**ASSIGNMENT:**
Report each line from the data below that holds the word "tokio".

**EXERCISE MATERIALS:**
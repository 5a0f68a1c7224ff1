//! TCP simulation of a Bluetooth serial bridge for development without a radio

use crate::transport::serial::{OpenDevices, SerialDevice, SerialDeviceBridge};
use anyhow::{anyhow, bail, Result};
use async_trait::async_trait;
use singularity_shared::DeviceSignature;
use std::sync::Arc;
use std::time::Duration;
use tokio::net::TcpStream;
use tokio::time::timeout;
use tracing::info;

/// Bridge whose paired "devices" all live behind one TCP address
pub struct TcpSimulationBridge {
    address: String,
    paired: Vec<DeviceSignature>,
    connect_timeout: Duration,
    devices: OpenDevices,
}

impl TcpSimulationBridge {
    pub fn new(address: impl Into<String>, paired: Vec<DeviceSignature>) -> Self {
        Self {
            address: address.into(),
            paired,
            connect_timeout: Duration::from_secs(5),
            devices: OpenDevices::new(),
        }
    }

    /// Override the TCP connect timeout
    pub fn with_connect_timeout(mut self, connect_timeout: Duration) -> Self {
        self.connect_timeout = connect_timeout;
        self
    }

    /// Number of devices currently open
    pub async fn open_count(&self) -> usize {
        self.devices.len().await
    }
}

#[async_trait]
impl SerialDeviceBridge for TcpSimulationBridge {
    async fn paired_devices(&self) -> Result<Vec<DeviceSignature>> {
        Ok(self.paired.clone())
    }

    async fn open_serial_device(&self, mac: &str) -> Result<Arc<SerialDevice>> {
        if !self.paired.iter().any(|d| d.mac == mac) {
            bail!("device {} is not paired", mac);
        }

        let stream = timeout(self.connect_timeout, TcpStream::connect(&self.address))
            .await
            .map_err(|_| anyhow!("simulated device {} timed out", mac))?
            .map_err(|e| anyhow!("simulated device {} unreachable at {}: {}", mac, self.address, e))?;

        info!("[BT] Simulated {} connected via {}", mac, self.address);
        let device = Arc::new(SerialDevice::spawn(mac, stream));
        self.devices.insert(device.clone()).await;
        Ok(device)
    }

    async fn close_device(&self, mac: &str) {
        self.devices.close(mac).await;
    }

    async fn close_all(&self) {
        self.devices.close_all().await;
    }

    fn name(&self) -> &'static str {
        "TCP simulation"
    }
}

**RESPONSE AREA:**
use tokio::net::TcpStream;
use tokio::time::timeout;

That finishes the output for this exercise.